Le 11 juillet 1963, la quasi-totalité des dirigeants de l’ANC (African National Congress) sont arrêtés à Rivonia dans la banlieue de Johannesburg. Ils sont jugés entre octobre 1963 et juin 1964 devant la haute Cour du Transvaal à Pretoria. Pour les huit inculpés, accusés de conspirer contre la sûreté de l’État, et au premier chef pour leur leader Nelson Mandela, la condamnation à mort semble certaine.

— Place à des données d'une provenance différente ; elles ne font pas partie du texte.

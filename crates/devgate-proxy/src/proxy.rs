use async_trait::async_trait;
use bytes::Bytes;
use http::{header, Method};
use pingora::{Error, ErrorType};
use pingora_core::{upstreams::peer::HttpPeer, Result};
use pingora_http::{RequestHeader, ResponseHeader};
use pingora_proxy::{FailToProxy, ProxyHttp, Session as PingoraSession};
use std::sync::Arc;
use std::time::Instant;
use tracing::{debug, error, info, warn};
use uuid::Uuid;

use crate::config::ServeMode;
use crate::headers::{is_websocket_upgrade, prepare_upstream_request, ForwardKind, REQUEST_ID_HEADER};
use crate::routes::Route;
use crate::static_files::{self, StaticFile, StaticFiles};
use crate::traits::UpstreamResolver;

pub const SERVER_NAME: &str = "devgate";

/// Per-request state
pub struct ProxyContext {
    pub request_id: String,
    pub start_time: Instant,
    pub method: String,
    pub path: String,
    pub client_ip: Option<String>,
    pub route: Option<Arc<Route>>,
    pub forward_kind: Option<ForwardKind>,
    pub upstream_url: Option<String>,
    pub served_static: bool,
    pub error_message: Option<String>,
}

impl ProxyContext {
    /// Where the request went, for the access log
    pub fn log_target(&self) -> String {
        if self.served_static {
            "static".to_string()
        } else {
            self.upstream_url.clone().unwrap_or_else(|| "-".to_string())
        }
    }

    pub fn log_error(&self) -> &str {
        self.error_message.as_deref().unwrap_or("-")
    }
}

/// Dev/preview server: proxies configured prefixes, serves static files otherwise
pub struct DevProxy {
    mode: ServeMode,
    resolver: Arc<dyn UpstreamResolver>,
    static_files: StaticFiles,
}

impl DevProxy {
    pub fn new(
        mode: ServeMode,
        resolver: Arc<dyn UpstreamResolver>,
        static_files: StaticFiles,
    ) -> Self {
        Self {
            mode,
            resolver,
            static_files,
        }
    }

    pub fn mode(&self) -> ServeMode {
        self.mode
    }

    pub fn static_files(&self) -> &StaticFiles {
        &self.static_files
    }

    /// Route for a request path, if it is proxied
    pub fn route_for(&self, path: &str) -> Option<Arc<Route>> {
        self.resolver.resolve_route(path)
    }

    fn client_ip(session: &PingoraSession) -> Option<String> {
        session
            .client_addr()
            .and_then(|addr| addr.as_inet())
            .map(|addr| addr.ip().to_string())
    }

    async fn write_plain_response(
        session: &mut PingoraSession,
        ctx: &ProxyContext,
        status: u16,
        body: &'static str,
    ) -> Result<()> {
        let mut resp = ResponseHeader::build(status, None)?;
        resp.insert_header(header::SERVER, SERVER_NAME)?;
        resp.insert_header(header::CONTENT_TYPE, "text/plain; charset=utf-8")?;
        resp.insert_header(header::CONTENT_LENGTH, body.len().to_string())?;
        resp.insert_header(header::CACHE_CONTROL, "private, no-store")?;
        resp.insert_header(REQUEST_ID_HEADER, ctx.request_id.as_str())?;

        session.write_response_header(Box::new(resp), false).await?;
        session
            .write_response_body(Some(Bytes::from_static(body.as_bytes())), true)
            .await?;
        Ok(())
    }

    /// Answer a request that matched no proxy rule from the static root
    async fn serve_static(&self, session: &mut PingoraSession, ctx: &mut ProxyContext) -> Result<()> {
        ctx.served_static = true;

        let method = session.req_header().method.clone();
        let file = if is_static_method(&method) {
            match self.static_files.load(&ctx.path).await {
                Ok(file) => file,
                Err(e) => {
                    error!("Failed to read static file for {}: {}", ctx.path, e);
                    ctx.error_message = Some(e.to_string());
                    return Self::write_plain_response(session, ctx, 500, "Internal Server Error")
                        .await;
                }
            }
        } else {
            None
        };

        let if_none_match = session
            .req_header()
            .headers
            .get(header::IF_NONE_MATCH)
            .and_then(|v| v.to_str().ok());

        let file = match (static_reply(&method, file.as_ref(), if_none_match), file) {
            (StaticReply::Serve, Some(file)) => file,
            (StaticReply::NotModified, Some(file)) => {
                debug!("ETag match - returning 304 Not Modified for: {}", ctx.path);
                let mut resp = ResponseHeader::build(StaticReply::NotModified.status(), None)?;
                resp.insert_header(header::ETAG, file.etag.as_str())?;
                resp.insert_header(header::CACHE_CONTROL, file.cache_control(&ctx.path))?;
                resp.insert_header(REQUEST_ID_HEADER, ctx.request_id.as_str())?;
                session.write_response_header(Box::new(resp), true).await?;
                return Ok(());
            }
            (reply, _) => {
                debug!("No static response for {} {}: {:?}", method, ctx.path, reply);
                return Self::write_plain_response(session, ctx, reply.status(), reply.reason())
                    .await;
            }
        };

        let cache_control = file.cache_control(&ctx.path);

        let accept_encoding = session
            .req_header()
            .headers
            .get(header::ACCEPT_ENCODING)
            .and_then(|v| v.to_str().ok());
        let wants_gzip = static_files::accepts_gzip(accept_encoding)
            && static_files::should_compress_content(&file.content_type, file.content.len());

        let (body, compressed) = if wants_gzip {
            match static_files::compress_gzip(&file.content) {
                Ok(gz) if gz.len() < file.content.len() => (gz, true),
                Ok(_) => (file.content, false),
                Err(e) => {
                    warn!("Failed to compress {}: {}", ctx.path, e);
                    (file.content, false)
                }
            }
        } else {
            (file.content, false)
        };

        let mut resp = ResponseHeader::build(200, None)?;
        resp.insert_header(header::SERVER, SERVER_NAME)?;
        resp.insert_header(header::CONTENT_TYPE, file.content_type.as_str())?;
        resp.insert_header(header::CONTENT_LENGTH, body.len().to_string())?;
        resp.insert_header(header::ETAG, file.etag.as_str())?;
        resp.insert_header(header::CACHE_CONTROL, cache_control)?;
        resp.insert_header(REQUEST_ID_HEADER, ctx.request_id.as_str())?;
        if compressed {
            resp.insert_header(header::CONTENT_ENCODING, "gzip")?;
            resp.insert_header(header::VARY, "Accept-Encoding")?;
        }

        if method == Method::HEAD {
            session.write_response_header(Box::new(resp), true).await?;
        } else {
            session.write_response_header(Box::new(resp), false).await?;
            session
                .write_response_body(Some(Bytes::from(body)), true)
                .await?;
        }
        Ok(())
    }
}

/// Outcome of a request answered from the static root
#[derive(Debug, Clone, Copy, PartialEq, Eq)]
pub enum StaticReply {
    Serve,
    NotModified,
    NotFound,
    MethodNotAllowed,
}

impl StaticReply {
    pub fn status(&self) -> u16 {
        match self {
            StaticReply::Serve => 200,
            StaticReply::NotModified => 304,
            StaticReply::NotFound => 404,
            StaticReply::MethodNotAllowed => 405,
        }
    }

    pub fn reason(&self) -> &'static str {
        match self {
            StaticReply::Serve => "OK",
            StaticReply::NotModified => "Not Modified",
            StaticReply::NotFound => "Not Found",
            StaticReply::MethodNotAllowed => "Method Not Allowed",
        }
    }
}

fn is_static_method(method: &Method) -> bool {
    method == Method::GET || method == Method::HEAD
}

/// Decide how to answer an unproxied request given the file found for it
pub fn static_reply(
    method: &Method,
    file: Option<&StaticFile>,
    if_none_match: Option<&str>,
) -> StaticReply {
    if !is_static_method(method) {
        return StaticReply::MethodNotAllowed;
    }
    match file {
        None => StaticReply::NotFound,
        Some(file) if if_none_match == Some(file.etag.as_str()) => StaticReply::NotModified,
        Some(_) => StaticReply::Serve,
    }
}

/// Status sent downstream when proxying fails
pub fn upstream_error_status(etype: &ErrorType) -> u16 {
    match etype {
        ErrorType::HTTPStatus(code) => *code,
        _ => 502,
    }
}

fn upstream_error_body(status: u16) -> &'static str {
    if status == 502 {
        "Bad Gateway"
    } else {
        "Proxy Error"
    }
}

#[async_trait]
impl ProxyHttp for DevProxy {
    type CTX = ProxyContext;

    fn new_ctx(&self) -> Self::CTX {
        ProxyContext {
            request_id: Uuid::new_v4().to_string(),
            start_time: Instant::now(),
            method: String::new(),
            path: String::new(),
            client_ip: None,
            route: None,
            forward_kind: None,
            upstream_url: None,
            served_static: false,
            error_message: None,
        }
    }

    async fn request_filter(
        &self,
        session: &mut PingoraSession,
        ctx: &mut Self::CTX,
    ) -> Result<bool>
    where
        Self::CTX: Send + Sync,
    {
        ctx.start_time = Instant::now();
        ctx.method = session.req_header().method.to_string();
        ctx.path = session.req_header().uri.path().to_string();
        ctx.client_ip = Self::client_ip(session);

        match self.route_for(&ctx.path) {
            Some(route) => {
                debug!(
                    request_id = %ctx.request_id,
                    method = %ctx.method,
                    path = %ctx.path,
                    prefix = %route.prefix,
                    websocket = is_websocket_upgrade(session.req_header()),
                    "Proxying request"
                );
                let path_and_query = session
                    .req_header()
                    .uri
                    .path_and_query()
                    .map(|pq| pq.as_str().to_string())
                    .unwrap_or_else(|| ctx.path.clone());
                ctx.upstream_url = Some(route.upstream.forward_url(&path_and_query));
                ctx.route = Some(route);
                Ok(false)
            }
            None => {
                self.serve_static(session, ctx).await?;
                Ok(true)
            }
        }
    }

    async fn upstream_peer(
        &self,
        _session: &mut PingoraSession,
        ctx: &mut Self::CTX,
    ) -> Result<Box<HttpPeer>> {
        let route = ctx.route.as_ref().ok_or_else(|| {
            Error::explain(
                ErrorType::InternalError,
                format!("No proxy route for {}", ctx.path),
            )
        })?;
        route.upstream.peer().await
    }

    async fn upstream_request_filter(
        &self,
        _session: &mut PingoraSession,
        upstream_request: &mut RequestHeader,
        ctx: &mut Self::CTX,
    ) -> Result<()>
    where
        Self::CTX: Send + Sync,
    {
        let Some(route) = ctx.route.clone() else {
            return Ok(());
        };

        let kind = prepare_upstream_request(
            upstream_request,
            &route,
            ctx.client_ip.as_deref(),
            &ctx.request_id,
        )?;
        if kind == ForwardKind::WebSocket {
            debug!(
                request_id = %ctx.request_id,
                "Tunnelling WebSocket upgrade to {}",
                route.upstream.origin
            );
        }
        ctx.forward_kind = Some(kind);
        Ok(())
    }

    fn fail_to_connect(
        &self,
        _session: &mut PingoraSession,
        peer: &HttpPeer,
        ctx: &mut Self::CTX,
        e: Box<Error>,
    ) -> Box<Error> {
        error!(
            "Failed to connect to upstream {:?} for {}: {}",
            peer, ctx.path, e
        );
        e
    }

    async fn fail_to_proxy(
        &self,
        session: &mut PingoraSession,
        e: &Error,
        ctx: &mut Self::CTX,
    ) -> FailToProxy
    where
        Self::CTX: Send + Sync,
    {
        error!(
            "Failed to proxy: {} | request_id={} method={} path={} upstream={}",
            e,
            ctx.request_id,
            ctx.method,
            ctx.path,
            ctx.upstream_url.as_deref().unwrap_or("none")
        );
        ctx.error_message = Some(e.to_string());

        let error_code = upstream_error_status(e.etype());

        // Headers may already be on the wire once a response started streaming
        if session.response_written().is_none() {
            let body = upstream_error_body(error_code);
            if let Err(write_err) =
                Self::write_plain_response(session, ctx, error_code, body).await
            {
                error!("Failed to write error response: {}", write_err);
            }
        }

        FailToProxy {
            error_code,
            can_reuse_downstream: false,
        }
    }

    async fn logging(
        &self,
        session: &mut PingoraSession,
        _e: Option<&Error>,
        ctx: &mut Self::CTX,
    ) where
        Self::CTX: Send + Sync,
    {
        let status = session
            .response_written()
            .map(|resp| resp.status.as_u16())
            .unwrap_or(0);
        let elapsed_ms = ctx.start_time.elapsed().as_millis();

        let target = ctx.log_target();
        let websocket = ctx.forward_kind == Some(ForwardKind::WebSocket);

        info!(
            request_id = %ctx.request_id,
            mode = %self.mode,
            method = %ctx.method,
            path = %ctx.path,
            status = status,
            target = %target,
            websocket = websocket,
            elapsed_ms = elapsed_ms as u64,
            error = ctx.log_error(),
            "{} {} {}",
            ctx.method,
            ctx.path,
            status
        );
    }
}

S’il n’existe aucune image du procès de Rivonia, l’intégralité des débats a été enregistrée, notamment le long discours – de près de quatre heures – de Nelson Mandela avec lequel le leader noir est entré dans l’Histoire. Les bandes sonores représentant plus de deux cent cinquante heures d’enregistrements moisissaient dans les archives sud-africaines. C’est grâce à un procédé d’invention française, l’archéophone de Henri Chamoux, qu’elles ont été décryptées et restaurées.

Pour accompagner ces enregistrements sonores, les co-réalisateurs Nicolas Champeaux et Gilles Porte utilisent deux techniques. Le premier, classique, est d’interviewer les survivants du procès et leurs proches : les accusés Andrew Mlangeni, Ahmed Kathrada et Daniel Goldberg, la femme de Nelson Mandela, le fils de Walter Sisulu, le fils du procureur Percy Yutar. Le second est plus original même si son usage se développe : ils ont demandé au dessinateur Oerd van Cuijlenborg d’illustrer les scènes d’époque.

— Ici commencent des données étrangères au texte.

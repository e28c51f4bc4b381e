use serde::{Deserialize, Serialize};
use std::collections::BTreeMap;
use std::fs;
use std::path::{Path, PathBuf};
use thiserror::Error;
use tracing::{debug, info};

use crate::proxy_rules::{ProxyRule, ProxyRules};

pub const DEFAULT_CONFIG_FILE: &str = "devgate.yaml";
pub const DEFAULT_UPSTREAM: &str = "http://127.0.0.1:8000";

pub const ENV_HOST: &str = "DEVGATE_HOST";
pub const ENV_PORT: &str = "DEVGATE_PORT";
pub const ENV_STRICT_PORT: &str = "DEVGATE_STRICT_PORT";
pub const ENV_PROXY_TARGET: &str = "DEVGATE_PROXY_TARGET";

const DEFAULT_HOST: &str = "localhost";
const DEFAULT_PORT: u16 = 3000;

#[derive(Error, Debug)]
pub enum ConfigError {
    #[error("IO error: {0}")]
    Io(#[from] std::io::Error),

    #[error("Failed to parse configuration: {0}")]
    Parse(#[from] serde_yaml::Error),

    #[error("Invalid configuration: {details}")]
    InvalidConfiguration { details: String },

    #[error("Invalid value for {key}: {value}")]
    InvalidOverride { key: String, value: String },
}

/// Complete configuration structure for devgate.yaml
#[derive(Debug, Clone, PartialEq, Serialize, Deserialize)]
#[serde(rename_all = "camelCase", default)]
pub struct DevConfig {
    /// Project root, relative paths below resolve against it
    pub root: PathBuf,

    /// Static directory served by the dev server
    pub public_dir: String,

    pub server: ServerOptions,

    pub preview: PreviewOptions,

    pub build: BuildOptions,

    pub optimize_deps: OptimizeDepsOptions,
}

/// Dev server binding and proxy rules
#[derive(Debug, Clone, PartialEq, Serialize, Deserialize)]
#[serde(rename_all = "camelCase", default)]
pub struct ServerOptions {
    pub host: String,
    pub port: u16,
    /// Fail instead of moving to the next free port
    pub strict_port: bool,
    pub proxy: ProxyRules,
}

/// Static-preview server binding
#[derive(Debug, Clone, PartialEq, Serialize, Deserialize)]
#[serde(rename_all = "camelCase", default)]
pub struct PreviewOptions {
    pub host: String,
    pub port: u16,
    pub strict_port: bool,
    /// Falls back to `server.proxy` when unset
    #[serde(skip_serializing_if = "Option::is_none")]
    pub proxy: Option<ProxyRules>,
}

/// Production build output settings
#[derive(Debug, Clone, PartialEq, Serialize, Deserialize)]
#[serde(rename_all = "camelCase", default)]
pub struct BuildOptions {
    pub out_dir: String,
    pub target: String,
    /// Chunk name to module list; unset means no manual code-splitting
    #[serde(skip_serializing_if = "Option::is_none")]
    pub manual_chunks: Option<BTreeMap<String, Vec<String>>>,
}

/// Dependency pre-bundling hints, carried as data for the bundler
#[derive(Debug, Clone, Default, PartialEq, Serialize, Deserialize)]
#[serde(rename_all = "camelCase", default)]
pub struct OptimizeDepsOptions {
    pub include: Vec<String>,
    pub exclude: Vec<String>,
}

impl Default for DevConfig {
    fn default() -> Self {
        Self {
            root: PathBuf::from("."),
            public_dir: "public".to_string(),
            server: ServerOptions::default(),
            preview: PreviewOptions::default(),
            build: BuildOptions::default(),
            optimize_deps: OptimizeDepsOptions::default(),
        }
    }
}

impl Default for ServerOptions {
    fn default() -> Self {
        let mut proxy = ProxyRules::new();
        proxy.insert(
            "/api",
            ProxyRule {
                target: DEFAULT_UPSTREAM.to_string(),
                change_origin: true,
                secure: false,
                ws: false,
            },
        );
        proxy.insert(
            "/ws",
            ProxyRule {
                target: DEFAULT_UPSTREAM.to_string(),
                change_origin: false,
                secure: true,
                ws: true,
            },
        );

        Self {
            host: DEFAULT_HOST.to_string(),
            port: DEFAULT_PORT,
            strict_port: true,
            proxy,
        }
    }
}

impl Default for PreviewOptions {
    fn default() -> Self {
        Self {
            host: DEFAULT_HOST.to_string(),
            port: DEFAULT_PORT,
            strict_port: true,
            proxy: None,
        }
    }
}

impl Default for BuildOptions {
    fn default() -> Self {
        Self {
            out_dir: "dist".to_string(),
            target: "esnext".to_string(),
            manual_chunks: None,
        }
    }
}

impl DevConfig {
    /// Parse configuration from YAML string. An empty document yields the defaults.
    pub fn from_yaml(yaml: &str) -> Result<Self, ConfigError> {
        if yaml.trim().is_empty() {
            return Ok(Self::default());
        }
        Ok(serde_yaml::from_str(yaml)?)
    }

    /// Serialize configuration to YAML string
    pub fn to_yaml(&self) -> Result<String, ConfigError> {
        Ok(serde_yaml::to_string(self)?)
    }

    /// Load and validate a configuration file; a missing file means defaults
    pub fn load(path: &Path) -> Result<Self, ConfigError> {
        let config = if path.exists() {
            info!("Loading configuration from {}", path.display());
            Self::from_yaml(&fs::read_to_string(path)?)?
        } else {
            debug!(
                "No configuration file at {}, using defaults",
                path.display()
            );
            Self::default()
        };

        config.validate()?;
        Ok(config)
    }

    /// Apply `DEVGATE_*` overrides from the process environment
    pub fn apply_env_overrides(&mut self) -> Result<(), ConfigError> {
        self.apply_overrides_from(|key| std::env::var(key).ok())
    }

    /// Apply overrides from an arbitrary key lookup.
    ///
    /// Host, port and strict-port apply to both the dev and the preview
    /// server; the proxy target replaces the target of every rule.
    pub fn apply_overrides_from<F>(&mut self, lookup: F) -> Result<(), ConfigError>
    where
        F: Fn(&str) -> Option<String>,
    {
        if let Some(host) = lookup(ENV_HOST) {
            debug!("Overriding host from {}: {}", ENV_HOST, host);
            self.server.host = host.clone();
            self.preview.host = host;
        }

        if let Some(value) = lookup(ENV_PORT) {
            let port = value
                .parse::<u16>()
                .map_err(|_| ConfigError::InvalidOverride {
                    key: ENV_PORT.to_string(),
                    value: value.clone(),
                })?;
            debug!("Overriding port from {}: {}", ENV_PORT, port);
            self.server.port = port;
            self.preview.port = port;
        }

        if let Some(value) = lookup(ENV_STRICT_PORT) {
            let strict = parse_bool(&value).ok_or_else(|| ConfigError::InvalidOverride {
                key: ENV_STRICT_PORT.to_string(),
                value: value.clone(),
            })?;
            self.server.strict_port = strict;
            self.preview.strict_port = strict;
        }

        if let Some(target) = lookup(ENV_PROXY_TARGET) {
            debug!("Overriding proxy targets from {}: {}", ENV_PROXY_TARGET, target);
            for (_, rule) in self.server.proxy.iter_mut() {
                rule.target = target.clone();
            }
            if let Some(preview_proxy) = self.preview.proxy.as_mut() {
                for (_, rule) in preview_proxy.iter_mut() {
                    rule.target = target.clone();
                }
            }
        }

        Ok(())
    }

    /// Check bind ports, proxy prefixes and proxy targets
    pub fn validate(&self) -> Result<(), ConfigError> {
        if self.server.port == 0 {
            return Err(ConfigError::InvalidConfiguration {
                details: "server.port must be between 1 and 65535".to_string(),
            });
        }
        if self.preview.port == 0 {
            return Err(ConfigError::InvalidConfiguration {
                details: "preview.port must be between 1 and 65535".to_string(),
            });
        }
        if self.build.out_dir.trim().is_empty() {
            return Err(ConfigError::InvalidConfiguration {
                details: "build.outDir must not be empty".to_string(),
            });
        }

        validate_rules("server.proxy", &self.server.proxy)?;
        if let Some(preview_proxy) = &self.preview.proxy {
            validate_rules("preview.proxy", preview_proxy)?;
        }

        Ok(())
    }

    /// Proxy rules the preview server uses
    pub fn preview_proxy(&self) -> &ProxyRules {
        self.preview.proxy.as_ref().unwrap_or(&self.server.proxy)
    }

    /// Directory served by the dev server
    pub fn public_dir_path(&self) -> PathBuf {
        self.root.join(&self.public_dir)
    }

    /// Directory served by the preview server
    pub fn out_dir_path(&self) -> PathBuf {
        self.root.join(&self.build.out_dir)
    }
}

fn validate_rules(section: &str, rules: &ProxyRules) -> Result<(), ConfigError> {
    for (prefix, rule) in rules.iter() {
        if !prefix.starts_with('/') {
            return Err(ConfigError::InvalidConfiguration {
                details: format!("{} key `{}` must start with '/'", section, prefix),
            });
        }
        rule.target_url()?;
    }
    Ok(())
}

fn parse_bool(value: &str) -> Option<bool> {
    match value.trim().to_ascii_lowercase().as_str() {
        "1" | "true" | "yes" | "on" => Some(true),
        "0" | "false" | "no" | "off" => Some(false),
        _ => None,
    }
}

On découvre ainsi une page méconnue de l’Histoire de l’Apartheid. Sans doute l’injustice de ce régime nous était-elle déjà connue ; mais la résistance des mouvements anti-apartheid nous l’était moins comme le courage de ses leaders avant leur incarcération au bagne de Robben Island. Cet oubli est réparé grâce au documentaire aussi instructif qu’émouvant de Nicolas Champeaux et Gilles Porte.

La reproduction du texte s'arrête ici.